Definition
Teacher certification (certifiedTeachersPercent) is the proportion of teaching staff who hold both a teaching licence (legitimation) and subject-specific certification (behörighet) for the subjects they teach.
- Teaching licence — issued by Skolverket after completing a teacher education programme. Required for permanent employment.
- Subject certification — subject-specific. A licensed Swedish teacher is not automatically certified to teach mathematics.
The metric is reported by Skolverket via the personnel register (PRIM) and refers to the autumn term of the academic year.
How to interpret
100 % certification ≠ good teaching. Certification measures formal qualifications — whether the teacher has the right degree and licence. It says nothing about pedagogical skill, engagement or classroom leadership.
Read alongside student outcomes. If a school has high certification but low results (e.g. low merit value or a negative SALSA score), other factors are at play.
Subject distribution varies. Nationally, the greatest shortages are in mathematics, science, mother tongue instruction and Swedish as a second language. A school may have 90 % overall certification but 0 % in mathematics — the aggregate figure hides subject-level gaps.
School type matters. Municipal schools generally have higher certification (~73 %) than independent schools (~65 %). Rural schools often have lower rates than urban schools due to recruitment difficulties.
Common mistakes
- Assuming certification = quality. Certification is a necessary but not sufficient condition. Uncertified teachers can be skilled, and certified teachers can be mediocre.
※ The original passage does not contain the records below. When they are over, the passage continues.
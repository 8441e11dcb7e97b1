mod config;
mod controller;
mod error;
mod identity;
mod processor;
mod records;
mod resolver;
mod routes;
mod storage;

#[cfg(test)]
mod tests;

#[macro_use]
extern crate tracing;

use std::path::PathBuf;
use std::sync::Arc;

use anyhow::Result;
use clap::{Parser, Subcommand};
use mimalloc::MiMalloc;
use poem::listener::TcpListener;
use poem::Server;
use tokio::sync::Semaphore;
use tracing_subscriber::EnvFilter;

use crate::controller::UploadCoordinator;
use crate::identity::TokenTable;
use crate::processor::{ImageTransformer, TransformSettings};
use crate::resolver::FileResolver;
use crate::routes::StowageApi;
use crate::storage::BlobStore;

#[global_allocator]
static GLOBAL: MiMalloc = MiMalloc;

#[derive(Debug, Parser)]
#[clap(name = "stowage", version, about = "Owner-scoped file uploads with on-demand image variants.")]
struct Args {
    #[clap(subcommand)]
    command: Command,
}

#[derive(Debug, Subcommand)]
enum Command {
    /// Runs the server with the given configuration.
    Run {
        /// The path to the YAML config file.
        #[clap(short, long, env = "STOWAGE_CONFIG", default_value = "config.yaml")]
        config: PathBuf,
    },

    /// Writes an example configuration file.
    Init {
        /// Where to write the config file.
        #[clap(short, long, default_value = "config.yaml")]
        out: PathBuf,
    },
}

#[tokio::main]
async fn main() -> Result<()> {
    let args: Args = Args::parse();

    let filter = EnvFilter::try_from_default_env()
        .unwrap_or_else(|_| EnvFilter::new("stowage=info,poem=info"));
    tracing_subscriber::fmt().with_env_filter(filter).init();

    match args.command {
        Command::Run { config } => run_server(config).await,
        Command::Init { out } => run_init(out).await,
    }
}

async fn run_init(out: PathBuf) -> Result<()> {
    if tokio::fs::metadata(&out).await.is_ok() {
        return Err(anyhow::anyhow!("refusing to overwrite existing file {:?}", out));
    }

    tokio::fs::write(&out, config::EXAMPLE_CONFIG).await?;
    info!("wrote example config to {:?}", out);

    Ok(())
}

async fn run_server(config_path: PathBuf) -> Result<()> {
    config::init(&config_path).await?;
    let cfg = config::config();

    let records = cfg.records.connect().await?;

    let blobs = BlobStore::new(&cfg.storage_root);
    tokio::fs::create_dir_all(blobs.root()).await?;

    let limiter = cfg.max_concurrency.map(Semaphore::new).map(Arc::new);
    let settings = TransformSettings {
        filter: cfg.resize_filter,
        avif_speed: cfg.avif_speed,
    };
    let transformer = ImageTransformer::new(
        FileResolver::new(records.clone()),
        blobs.clone(),
        settings,
        limiter,
    );

    let coordinator = UploadCoordinator::new(blobs, records, transformer)
        .with_max_upload_size(cfg.max_upload_size);

    let identity = TokenTable::new(cfg.identity.tokens.clone());
    if cfg.identity.tokens.is_empty() {
        warn!("no access tokens configured, every request will be rejected");
    }

    let api = StowageApi::new(Arc::new(coordinator), Arc::new(identity));
    let app = routes::build(api, &cfg.base_path, cfg.max_upload_size);

    let addr = format!("{}:{}", &cfg.host, cfg.port);
    info!("serving on http://{}{}", addr, cfg.base_path);
    Server::new(TcpListener::bind(addr)).run(app).await?;

    Ok(())
}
- Ignoring subject distribution. The aggregate figure can hide serious shortages in individual subjects — ask for subject-specific data if available.
- Comparing without regard to school type. Independent schools generally have lower certification, partly due to different employment conditions and recruitment strategies.
- Overlooking substitutes and temporary staff. The certification figure includes all teaching staff, including short-term substitutes who are often uncertified.